Currently no automated instrumentation exists that is able to analyse sand, gravel, crushed rock and other construction aggregates anywhere near to classical manual petrographic standards. The development of new forms of vision-based techniques offers significant opportunity for improvements in the operational performance of process and quality control for construction materials and a reduction in the environmental impact of quarrying.

“It is important for construction contractors to be able to estimate how different foundation aggregates such as sand, gravel and crushed rock will compact so that the right materials are used for the job in hand,” said Dr Melvyn Smith. “Improvements in materials for construction follow from an ability to better describe the properties of component mineral materials. Shape and size distribution and petrographic composition has a huge influence on the way materials pack together, the strength of concrete made from mixtures of different aggregates or the wear properties of a road.”
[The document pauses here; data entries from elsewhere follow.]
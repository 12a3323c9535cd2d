use anyhow::{anyhow, Context, Result};
use async_trait::async_trait;
use reqwest::{header::CONTENT_TYPE, Client, Response, StatusCode};
use serde::{de::DeserializeOwned, Deserialize};
use serde_json::{json, Value};
use shared::{
    codec,
    domain::{AccountAddress, Network, TransactionHash},
    protocol::{
        AccountAuthenticator, FinalityStatus, FunctionArgument, FunctionId, ModuleId, OwnedToken,
        RawTransaction, SignedTransaction, TransactionPayload, TransactionResult, TypeTag,
        UnsignedTransactionRequest, ViewRequest,
    },
};
use tracing::{debug, info};

use crate::{parse_u64_value, ChainClient, NetworkConfig};

const SIGNED_TRANSACTION_CONTENT_TYPE: &str = "application/x.cedra.signed_transaction+bcs";
const NATIVE_COIN_TYPE: &str = "0x1::cedra_coin::CedraCoin";
const PENDING_TRANSACTION_KIND: &str = "pending_transaction";

const OWNED_TOKENS_QUERY: &str = r#"
query OwnedTokens($owner: String!) {
  current_token_ownerships_v2(
    where: {owner_address: {_eq: $owner}, amount: {_gt: 0}, token_standard: {_eq: "v2"}}
  ) {
    token_data_id
    amount
    current_token_data {
      token_name
      token_uri
      collection_id
    }
  }
}
"#;

#[derive(Debug, Deserialize)]
struct LedgerInfo {
    chain_id: u8,
}

#[derive(Debug, Deserialize)]
struct AccountData {
    sequence_number: String,
}

#[derive(Debug, Deserialize)]
struct PendingTransactionResponse {
    hash: TransactionHash,
}

#[derive(Debug, Deserialize)]
struct TransactionView {
    #[serde(rename = "type")]
    kind: String,
    hash: TransactionHash,
    #[serde(default)]
    success: Option<bool>,
    #[serde(default)]
    vm_status: Option<String>,
    #[serde(default)]
    version: Option<String>,
}

#[derive(Debug, Deserialize)]
struct NodeErrorBody {
    message: String,
}

#[derive(Debug, Deserialize)]
struct GraphQlResponse<T> {
    data: Option<T>,
    #[serde(default)]
    errors: Vec<GraphQlError>,
}

#[derive(Debug, Deserialize)]
struct GraphQlError {
    message: String,
}

#[derive(Debug, Deserialize)]
struct OwnershipData {
    current_token_ownerships_v2: Vec<OwnershipRow>,
}

#[derive(Debug, Deserialize)]
struct OwnershipRow {
    token_data_id: String,
    amount: Value,
    current_token_data: Option<TokenDataRow>,
}

#[derive(Debug, Deserialize)]
struct TokenDataRow {
    token_name: String,
    token_uri: String,
    collection_id: String,
}

/// Chain client over a fullnode's REST API, with optional faucet and indexer endpoints.
pub struct RestChainClient {
    http: Client,
    config: NetworkConfig,
}

impl RestChainClient {
    pub fn new(config: NetworkConfig) -> Self {
        Self {
            http: Client::new(),
            config,
        }
    }

    pub fn config(&self) -> &NetworkConfig {
        &self.config
    }

    fn fullnode(&self, path: &str) -> String {
        let base = self.config.fullnode_url.as_str().trim_end_matches('/');
        if path.is_empty() {
            base.to_string()
        } else {
            format!("{base}/{path}")
        }
    }

    async fn ledger_chain_id(&self) -> Result<u8> {
        let response = self.http.get(self.fullnode("")).send().await?;
        let ledger: LedgerInfo = read_json(response).await.context("ledger info")?;
        Ok(ledger.chain_id)
    }

    async fn sequence_number(&self, address: AccountAddress) -> Result<u64> {
        let response = self
            .http
            .get(self.fullnode(&format!("accounts/{address}")))
            .send()
            .await?;
        let account: AccountData = read_json(response)
            .await
            .with_context(|| format!("account {address}"))?;
        account
            .sequence_number
            .parse()
            .with_context(|| format!("invalid sequence number '{}'", account.sequence_number))
    }

    async fn fetch_transaction(&self, hash: &TransactionHash) -> Result<Option<TransactionView>> {
        let response = self
            .http
            .get(self.fullnode(&format!("transactions/by_hash/{hash}")))
            .send()
            .await?;
        if response.status() == StatusCode::NOT_FOUND {
            return Ok(None);
        }
        read_json(response).await.map(Some)
    }
}

/// Decodes a JSON body, turning node error payloads into readable errors.
async fn read_json<T: DeserializeOwned>(response: Response) -> Result<T> {
    let status = response.status();
    if status.is_success() {
        return Ok(response.json().await?);
    }
    let body = response.text().await.unwrap_or_default();
    let message = serde_json::from_str::<NodeErrorBody>(&body)
        .map(|parsed| parsed.message)
        .unwrap_or(body);
    Err(anyhow!("request failed with status {status}: {message}"))
}

fn into_result(view: TransactionView) -> Result<TransactionResult> {
    let version = view
        .version
        .as_deref()
        .map(str::parse::<u64>)
        .transpose()
        .with_context(|| format!("invalid version for transaction {}", view.hash))?;
    let status = if view.success.unwrap_or(false) {
        FinalityStatus::Committed
    } else {
        FinalityStatus::Aborted
    };
    Ok(TransactionResult {
        hash: view.hash,
        status,
        version,
        vm_status: view.vm_status.unwrap_or_default(),
    })
}

#[async_trait]
impl ChainClient for RestChainClient {
    fn network(&self) -> Network {
        self.config.network
    }

    async fn fund_account(&self, address: AccountAddress, amount: u64) -> Result<()> {
        let faucet = self
            .config
            .faucet_url
            .as_ref()
            .ok_or_else(|| anyhow!("no faucet configured for network {}", self.config.network))?;
        let url = format!("{}/mint", faucet.as_str().trim_end_matches('/'));
        let response = self
            .http
            .post(url)
            .query(&[("amount", amount.to_string()), ("address", address.to_hex())])
            .send()
            .await?;
        let hashes: Vec<TransactionHash> = read_json(response).await.context("faucet mint")?;
        info!(%address, amount, transactions = hashes.len(), "chain: faucet mint submitted");

        let results =
            futures::future::try_join_all(hashes.iter().map(|hash| self.wait_for_transaction(hash)))
                .await?;
        if let Some(failed) = results.iter().find(|result| !result.is_committed()) {
            return Err(anyhow!(
                "faucet transaction {} aborted: {}",
                failed.hash,
                failed.vm_status
            ));
        }
        Ok(())
    }

    async fn build_simple(&self, request: &UnsignedTransactionRequest) -> Result<RawTransaction> {
        let chain_id = self.ledger_chain_id().await?;
        let sequence_number = self.sequence_number(request.sender).await?;
        let now = u64::try_from(chrono::Utc::now().timestamp()).unwrap_or_default();
        Ok(RawTransaction {
            sender: request.sender,
            sequence_number,
            payload: TransactionPayload::EntryFunction(request.entry_function()?),
            max_gas_amount: self.config.max_gas_amount,
            gas_unit_price: self.config.gas_unit_price,
            expiration_timestamp_secs: now + self.config.expiration.as_secs(),
            chain_id,
        })
    }

    async fn submit_simple(
        &self,
        transaction: &RawTransaction,
        sender_authenticator: &AccountAuthenticator,
    ) -> Result<TransactionHash> {
        let signed = SignedTransaction::new(transaction.clone(), sender_authenticator.clone());
        let response = self
            .http
            .post(self.fullnode("transactions"))
            .header(CONTENT_TYPE, SIGNED_TRANSACTION_CONTENT_TYPE)
            .body(codec::to_bytes(&signed)?)
            .send()
            .await?;
        let pending: PendingTransactionResponse =
            read_json(response).await.context("submit transaction")?;
        info!(hash = %pending.hash, sender = %transaction.sender, "chain: transaction submitted");
        Ok(pending.hash)
    }

    async fn wait_for_transaction(&self, hash: &TransactionHash) -> Result<TransactionResult> {
        let max_polls = self.config.max_polls.max(1);
        for attempt in 0..max_polls {
            match self.fetch_transaction(hash).await? {
                Some(view) if view.kind != PENDING_TRANSACTION_KIND => {
                    let result = into_result(view)?;
                    info!(
                        %hash,
                        status = ?result.status,
                        polls = attempt + 1,
                        "chain: transaction finalized"
                    );
                    return Ok(result);
                }
                _ => debug!(%hash, attempt = attempt + 1, max_polls, "chain: transaction pending"),
            }

            if attempt + 1 < max_polls {
                tokio::time::sleep(self.config.poll_interval).await;
            }
        }
        Err(anyhow!(
            "transaction {hash} not finalized after {max_polls} polls"
        ))
    }

    async fn view(&self, request: &ViewRequest) -> Result<Vec<Value>> {
        let response = self
            .http
            .post(self.fullnode("view"))
            .json(&request.to_json_body())
            .send()
            .await?;
        read_json(response)
            .await
            .with_context(|| format!("view {}", request.function))
    }

    async fn get_account_owned_tokens(&self, owner: AccountAddress) -> Result<Vec<OwnedToken>> {
        let indexer = self
            .config
            .indexer_url
            .as_ref()
            .ok_or_else(|| anyhow!("no indexer configured for network {}", self.config.network))?;
        let response = self
            .http
            .post(indexer.as_str())
            .json(&json!({
                "query": OWNED_TOKENS_QUERY,
                "variables": { "owner": owner.to_hex() },
            }))
            .send()
            .await?;
        let body: GraphQlResponse<OwnershipData> =
            read_json(response).await.context("indexer owned tokens")?;
        if let Some(error) = body.errors.first() {
            return Err(anyhow!("indexer query failed: {}", error.message));
        }
        let data = body
            .data
            .ok_or_else(|| anyhow!("indexer returned no data"))?;

        data.current_token_ownerships_v2
            .into_iter()
            .map(|row| -> Result<OwnedToken> {
                let token = row.current_token_data;
                Ok(OwnedToken {
                    amount: parse_u64_value(&row.amount)?,
                    token_name: token
                        .as_ref()
                        .map(|t| t.token_name.clone())
                        .unwrap_or_default(),
                    token_uri: token
                        .as_ref()
                        .map(|t| t.token_uri.clone())
                        .unwrap_or_default(),
                    collection_id: token
                        .map(|t| t.collection_id)
                        .unwrap_or_default(),
                    token_data_id: row.token_data_id,
                })
            })
            .collect()
    }

    async fn get_balance(&self, address: AccountAddress) -> Result<u64> {
        let coin_type: TypeTag = NATIVE_COIN_TYPE.parse()?;
        let request = ViewRequest::new(
            FunctionId::new(ModuleId::new(AccountAddress::ONE, "coin"), "balance"),
            vec![FunctionArgument::Address(address)],
        )
        .with_type_arguments(vec![coin_type]);
        let values = self.view(&request).await?;
        let first = values
            .first()
            .ok_or_else(|| anyhow!("balance view returned no values"))?;
        parse_u64_value(first)
    }
}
“This project builds on our previous innovative research work in vision-based three-dimensional data capture and surface topographic materials. We aim to work towards devising an automated vision based method both for the characterisation of three-dimensional size and shape distribution and the analysis of surface texture for complex particles with random pose. “

Dr Sagar Midha said, “The technology developed through this project could have far reaching benefits in terms of reduced cement and water usage for building construction and reduced bitumen usage for road and pavement construction. The environmental impact of these savings is highly significant.”

Dr Lyndon Smith said, "The UWE contribution to the Petroscope project represents an exciting opportunity for research into machine vision techniques for analysis of stone particle morphologies. This will provide the aggregates supply industry with a new technology that will enable the realisation of significant economic benefits.”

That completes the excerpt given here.